Pandemic Bond e Coronavirus: cosa sono e come funzionano
I "pandemic bond" sono obbligazioni stipulate nel 2017 tra la Banca Mondiale e gli investitori
Lo stato di pandemia da coronavirus dichiarata ufficialmente dall‘Organizzazione Mondiale della Sanità ha avuto effetti pesanti dal punto di vista politico, sociale ed economico. Politico in quanto i governi dei Paesi colpiti dal virus stanno adottando provvedimenti importanti, com’è successo in Italia dove il premier Conte ha di fatto firmato il DPCM 11 marzo sancendo in tal modo ulteriori limiti e restrizioni. Sul piano sociale, invece, le persone che stanno affrontando questa emergenza sono chiamate a cambiare le proprie abitudini e ad adeguarsi alle nuove misure governative. Quanto all’economia, sono tornati in auge i cosiddetti “pandemic bond“.

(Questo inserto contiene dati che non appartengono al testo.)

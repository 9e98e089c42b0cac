//! Process-wide connection factory.
//!
//! One writable slot holds the transport builder for the current platform.
//! Platform startup registers it once (for the bundled binding,
//! [`TungsteniteTransport::link`](crate::transport::TungsteniteTransport::link));
//! application code then creates connections through [`create_connection`]
//! without knowing which transport backs them.
//!
//! Registration is last-write-wins and never reset during normal operation;
//! tests reset it explicitly with [`reset_transport_builder`].

// ============================================================================
// Imports
// ============================================================================

use std::sync::Arc;

use parking_lot::RwLock;
use tracing::debug;

use crate::connection::Connection;
use crate::error::{Error, Result};
use crate::transport::{Transport, TransportBuilder};

// ============================================================================
// Registry
// ============================================================================

/// The process-wide builder slot.
static BUILDER: RwLock<Option<TransportBuilder>> = RwLock::new(None);

/// Registers the transport builder backing new connections.
///
/// Last write wins. Typically called once at platform startup.
pub fn set_transport_builder(
    builder: impl Fn() -> Box<dyn Transport> + Send + Sync + 'static,
) {
    debug!("transport builder registered");
    *BUILDER.write() = Some(Arc::new(builder));
}

/// Clears the registered transport builder.
///
/// Intended for tests; production code registers once and never resets.
pub fn reset_transport_builder() {
    *BUILDER.write() = None;
}

/// Creates a fresh [`Connection`] backed by the registered builder.
///
/// # Errors
///
/// Returns [`Error::Configuration`] if no builder was ever registered.
pub fn create_connection() -> Result<Connection> {
    let builder = BUILDER
        .read()
        .as_ref()
        .map(Arc::clone)
        .ok_or_else(|| Error::configuration("no transport builder registered"))?;

    Ok(Connection::from_builder(builder))
}

// ============================================================================
// Tests
// ============================================================================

Cosa sono i “pandemic bond”
I pandemic bond sono obbligazioni che la Banca Mondiale ha stipulato nel 2017 (anno di emissione) con gli investitori, quali banche e gestori di patrimoni. Nello specifico si tratta di bond per 320 milioni di dollari divisi in due tranches con un termine di scadenza fissato per il 15 luglio 2020.
Come funzionano
Il primo bond si aggira intorno ai 225 milioni di dollari ed è legato alle pandemie di influenza o coronavirus: il taglio al rimborso scatta quando il numero di decessi raggiuge il numero di almeno 2.500 vittime in uno Stato.
Il secondo bond, invece, per 95 milioni di euro, è correlato a un’ampia serie di eventi (quali ad esempio l’ebola) e il taglio ai rimborsi scatta quando le vittime sono 250. Il taglio dei rimborsi avviene in parte, in questo caso.
Dunque il primo bond è meno rischioso per l’investitore chiamato a pagare un tasso pari all’US Libor + 6,5%. Il secondo, invece, paga interessi pari all’US Libor + 11,1%. Ai tassi attuali del Libor, significa rispettivamente il 7,5% e il 12,1%.
Cosa fa la World Bank? Ebbene, la Banca Mondiale destina i soldi avuti in prestito dagli investitori, conosciuti anche come ‘bondisti’, nel fondo volto a finanziare la lotta alle pandemie (PEF), evitando in tal modo di intavolare negoziati complessi coi Paesi più “ricchi”. Ciò vuol dire che annualmente la Banca Mondiale paga gli interessi sui bond (costo della polizza); in caso di emergenza, piuttosto, sarà il settore finanziario che possiede i titoli a dover pagare.
Cosa sono i PEF? I PEF, acronimo di Pandemic Emergency Financing Facility, costituiscono il fondo della World Bank che aiuta gli Stati colpiti da pandemie. Il fondo ha a sua volta due modalità di raccolta dei soldi: il primo è assicurativo ed è legato ai bond; il secondo è per cassa, sostenuto dai contributi di Paesi ricchi o di organismi come l’Oms.
Di conseguenza, sono diversi i fattori che fanno scattare il diritto della Banca Mondiale a non restituire il capitale ai possessori delle obbligazioni. In primis occorre attestare l’effettivo stato di pandemia. Secondo poi, si devono vagliare diverse condizioni quali: tipo di virus (per il coronavirus esistono percentuali di rimborso diverse rispetto ai casi di filovirus come l’Ebola, o dai casi di febbre di Lassa, ecc.), tasso di crescita dei contagi, il numero di Paesi coinvolti, la distribuzione delle vittime nei diversi Paesi. Dunque tutte clausole che devono essere certificate dall’ente predisposto, l’Air Worldwide Corporation. L’Air Worldwide Corporation è una società privata con sede a Boston specializzata in modelli quantitativi ed econometrici.